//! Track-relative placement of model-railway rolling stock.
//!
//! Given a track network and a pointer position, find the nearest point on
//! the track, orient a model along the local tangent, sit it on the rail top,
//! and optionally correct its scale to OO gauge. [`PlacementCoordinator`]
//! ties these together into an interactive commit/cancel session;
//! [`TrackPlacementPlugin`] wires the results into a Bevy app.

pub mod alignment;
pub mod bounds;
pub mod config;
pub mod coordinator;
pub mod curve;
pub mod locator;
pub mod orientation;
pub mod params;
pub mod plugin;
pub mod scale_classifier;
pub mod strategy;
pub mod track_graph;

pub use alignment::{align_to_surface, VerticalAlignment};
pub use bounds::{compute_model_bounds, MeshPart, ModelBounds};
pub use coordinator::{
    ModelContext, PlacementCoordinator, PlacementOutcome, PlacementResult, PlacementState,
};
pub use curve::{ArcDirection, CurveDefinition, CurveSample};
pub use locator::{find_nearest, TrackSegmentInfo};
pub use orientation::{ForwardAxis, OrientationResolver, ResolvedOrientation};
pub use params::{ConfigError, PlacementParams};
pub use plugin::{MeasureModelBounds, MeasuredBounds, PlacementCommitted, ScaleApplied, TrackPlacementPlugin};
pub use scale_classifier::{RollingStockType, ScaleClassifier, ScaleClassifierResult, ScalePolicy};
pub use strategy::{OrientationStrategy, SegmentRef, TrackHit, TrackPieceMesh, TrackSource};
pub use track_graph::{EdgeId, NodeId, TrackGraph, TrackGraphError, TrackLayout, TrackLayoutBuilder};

___

Write out every line from the entries where "strategy" appears.

▸ Response
pub mod strategy;
pub use strategy::{OrientationStrategy, SegmentRef, TrackHit, TrackPieceMesh, TrackSource};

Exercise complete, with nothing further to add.